The mirror was loaded onto the car April 10, 1936. Railway company? Not sure, The crane car I also need some info on as well.So any help would be appreciated.

thanks guys


----------



## eljefe (Jun 11, 2011)

Looks like a standard flat car to me. The Santa Fe crane in the background looks like a Bucyrus Erie model, which is very common in O scale thanks to the large numbers Lionel has made over the years.


----------



## gunrunnerjohn (Nov 10, 2010)

That crane car looks a lot like Lionel's TMCC model.


----------



## Roundhousecat (Mar 22, 2013)

I found a Bachmann crane with the Santa Fe logo. Are their cars any good? I've heard that their quality isn't what it used to be.
Suggestions for the well car?
Thanks.


----------



## broox (Apr 13, 2012)

I think their cars are fine, perhaps the engines aren't as good as their best period, but I have no complaints with my (I assume modern) bachman spectrum steam engine :thumbsup:


----------



## sstlaure (Oct 12, 2010)

I've got a set of the Bachmann Silver series crane/tender car.

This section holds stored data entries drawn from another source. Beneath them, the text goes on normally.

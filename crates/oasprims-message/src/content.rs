use oasprims_schema::{PathSegment, SchemaUnmarshaler, TypedValue};
use serde_json::{Map, Value};
use tracing::trace;

use crate::error::{MessageError, Result};
use crate::models::Content;

/// Unmarshal a payload against the entry of `content_map` for its media type.
///
/// A media type entry without a schema lets the payload through unchanged.
/// Violation schema paths are prefixed with `[media_type, "schema"]`.
pub fn unmarshal_content<C>(
    unmarshaler: &SchemaUnmarshaler,
    content: &C,
    content_map: &Map<String, Value>,
) -> Result<TypedValue>
where
    C: Content + ?Sized,
{
    let media_type = content.media_type();
    let Some(entry) = media_type.and_then(|media_type| content_map.get(media_type)) else {
        return Err(MessageError::UndocumentedMediaType {
            media_type: media_type.map(str::to_string),
        });
    };
    let media_type = media_type.unwrap_or_default();

    let Some(schema) = entry.get("schema") else {
        trace!(media_type, "no schema for media type, payload passed through");
        return Ok(TypedValue::from(content.media()));
    };

    unmarshaler
        .unmarshal(content.media(), schema)
        .map_err(|err| {
            err.with_schema_prefix(&[PathSegment::key(media_type), PathSegment::key("schema")])
                .into()
        })
}
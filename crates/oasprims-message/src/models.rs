//! Capability contracts an HTTP layer implements, plus owned reference
//! adapters for tests and simple integrations.

use std::collections::HashMap;
use std::fmt;

use serde::{Deserialize, Serialize};
use serde_json::Value;

/// Raw parameter values of one location, name to wire string.
pub type RawValues = HashMap<String, String>;

/// Where a parameter is carried.
#[derive(Debug, Clone, Copy, PartialEq, Eq, PartialOrd, Ord, Hash, Serialize, Deserialize)]
#[serde(rename_all = "lowercase")]
pub enum Location {
    Path,
    Query,
    Header,
    Cookie,
}

impl Location {
    pub const ALL: [Location; 4] = [
        Location::Path,
        Location::Query,
        Location::Header,
        Location::Cookie,
    ];

    pub fn as_str(&self) -> &'static str {
        match self {
            Location::Path => "path",
            Location::Query => "query",
            Location::Header => "header",
            Location::Cookie => "cookie",
        }
    }
}

impl fmt::Display for Location {
    fn fmt(&self, f: &mut fmt::Formatter<'_>) -> fmt::Result {
        f.write_str(self.as_str())
    }
}

/// Parameter values grouped by location. A location the message does not
/// carry at all is `None`.
pub trait Parameters {
    fn path(&self) -> Option<&RawValues> {
        None
    }

    fn query(&self) -> Option<&RawValues> {
        None
    }

    fn header(&self) -> Option<&RawValues> {
        None
    }

    fn cookie(&self) -> Option<&RawValues> {
        None
    }

    fn values(&self, location: Location) -> Option<&RawValues> {
        match location {
            Location::Path => self.path(),
            Location::Query => self.query(),
            Location::Header => self.header(),
            Location::Cookie => self.cookie(),
        }
    }
}

/// A deserialized payload with its media type.
pub trait Content {
    /// Media type without parameters, e.g. `application/json`.
    fn media_type(&self) -> Option<&str>;

    /// Deserialized payload; `Null` when there is none.
    fn media(&self) -> &Value;
}

pub trait RequestBody: Content {
    fn content_length(&self) -> Option<u64>;
}

pub trait Request: Parameters + RequestBody {
    /// Matched path template including the server base path.
    fn uri_template(&self) -> Option<&str>;

    /// Lowercased HTTP method.
    fn method(&self) -> &str;
}

/// Headers are exposed through [`Parameters::header`].
pub trait Response: Content + Parameters {
    fn status_code(&self) -> u16;
}

/// Drop media type parameters and normalise case.
pub fn media_type_essence(media_type: &str) -> String {
    media_type
        .split(';')
        .next()
        .unwrap_or_default()
        .trim()
        .to_ascii_lowercase()
}

fn insert(values: &mut Option<RawValues>, name: impl Into<String>, value: impl Into<String>) {
    values
        .get_or_insert_with(RawValues::new)
        .insert(name.into(), value.into());
}

/// Owned request built from already extracted parts.
#[derive(Debug, Clone, Default, PartialEq)]
pub struct RawRequest {
    uri_template: Option<String>,
    method: String,
    path: Option<RawValues>,
    query: Option<RawValues>,
    header: Option<RawValues>,
    cookie: Option<RawValues>,
    content_length: Option<u64>,
    media_type: Option<String>,
    media: Value,
}

impl RawRequest {
    pub fn new(method: &str, uri_template: impl Into<String>) -> Self {
        Self {
            uri_template: Some(uri_template.into()),
            method: method.to_ascii_lowercase(),
            ..Self::default()
        }
    }

    /// Request that matched no route.
    pub fn unmatched(method: &str) -> Self {
        Self {
            method: method.to_ascii_lowercase(),
            ..Self::default()
        }
    }

    pub fn with_path(mut self, name: impl Into<String>, value: impl Into<String>) -> Self {
        insert(&mut self.path, name, value);
        self
    }

    pub fn with_query(mut self, name: impl Into<String>, value: impl Into<String>) -> Self {
        insert(&mut self.query, name, value);
        self
    }

    pub fn with_header(mut self, name: impl Into<String>, value: impl Into<String>) -> Self {
        insert(&mut self.header, name, value);
        self
    }

    pub fn with_cookie(mut self, name: impl Into<String>, value: impl Into<String>) -> Self {
        insert(&mut self.cookie, name, value);
        self
    }

    /// Attach a JSON payload; content length is its serialized size.
    pub fn with_json(mut self, media_type: &str, media: Value) -> Self {
        self.content_length = Some(media.to_string().len() as u64);
        self.media_type = Some(media_type_essence(media_type));
        self.media = media;
        self
    }

    pub fn with_content_length(mut self, content_length: u64) -> Self {
        self.content_length = Some(content_length);
        self
    }
}

impl Parameters for RawRequest {
    fn path(&self) -> Option<&RawValues> {
        self.path.as_ref()
    }

    fn query(&self) -> Option<&RawValues> {
        self.query.as_ref()
    }

    fn header(&self) -> Option<&RawValues> {
        self.header.as_ref()
    }

    fn cookie(&self) -> Option<&RawValues> {
        self.cookie.as_ref()
    }
}

impl Content for RawRequest {
    fn media_type(&self) -> Option<&str> {
        self.media_type.as_deref()
    }

    fn media(&self) -> &Value {
        &self.media
    }
}

impl RequestBody for RawRequest {
    fn content_length(&self) -> Option<u64> {
        self.content_length
    }
}

impl Request for RawRequest {
    fn uri_template(&self) -> Option<&str> {
        self.uri_template.as_deref()
    }

    fn method(&self) -> &str {
        &self.method
    }
}

/// Owned response built from already extracted parts.
#[derive(Debug, Clone, Default, PartialEq)]
pub struct RawResponse {
    status_code: u16,
    header: Option<RawValues>,
    media_type: Option<String>,
    media: Value,
}

impl RawResponse {
    pub fn new(status_code: u16) -> Self {
        Self {
            status_code,
            ..Self::default()
        }
    }

    pub fn with_header(mut self, name: impl Into<String>, value: impl Into<String>) -> Self {
        insert(&mut self.header, name, value);
        self
    }

    pub fn with_json(mut self, media_type: &str, media: Value) -> Self {
        self.media_type = Some(media_type_essence(media_type));
        self.media = media;
        self
    }
}

impl Parameters for RawResponse {
    fn header(&self) -> Option<&RawValues> {
        self.header.as_ref()
    }
}

impl Content for RawResponse {
    fn media_type(&self) -> Option<&str> {
        self.media_type.as_deref()
    }

    fn media(&self) -> &Value {
        &self.media
    }
}

impl Response for RawResponse {
    fn status_code(&self) -> u16 {
        self.status_code
    }
}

They work just fine.

Flat car looks like a regular 50 footer.


----------



## Roundhousecat (Mar 22, 2013)

Actually the well car was a 36"6" car. did they make those? And the loco was supposedly a 2-8-2 short. Can anyone help identify the loco?


----------



## tjcruiser (Jan 10, 2010)

The 2-8-2's were generally referred to as "Mikados" ... several freight lines and engine mfrs had them.

See wiki ...

http://en.wikipedia.org/wiki/2-8-2

The 2-8-2 saw great success in the United States, mostly as a freight locomotive. In the second decade of the 20th century it largely replaced the 2-8-0 Consolidation as the main heavy freight locomotive type. Its tractive effort was similar to that of the best 2-8-0s, but a developing requirement for higher speed freight trains drove the shift to the 2-8-2 wheel arrangement.

The Mikado type was, in turn, ousted from the top-flight trains by larger freight locomotive wheel arrangements such as the 2-10-2, 2-8-4, 2-10-4 and articulated locomotives, but no successor type became ubiquitous and the "Mike" remained the most common road freight locomotive with most railroads until the end of steam. More than 14,000 were built in the United States, about 9500 of these for North American service, constituting about one-fifth of all locomotives in service there at the time. The heaviest Mikados were the Great Northern’s class O-8, with an axle load of 81,250 pounds (36,854 kilograms).

Almost all North American railroads rostered the type, notable exceptions being the Boston and Maine, the Delaware and Hudson, the Cotton Belt and the Norfolk and Western. The largest users included the New York Central with 715 locomotives, the Baltimore and Ohio with 610, the Pennsylvania Railroad with 579, the Illinois Central with 565, the Milwaukee Road with 500 and the Southern with 435.[6]​
I'm not sure which type that is, but perhaps the above will begin to help narrow it down.

TJ


----------



## cv_acr (Oct 28, 2011)

If this load travelled across the country, the engines handling it would have changed frequently. It wouldn't have been hauled the whole way by the same engine.


----------



## Roundhousecat (Mar 22, 2013)

Great. Thanks. now to find one that isn't $300.


----------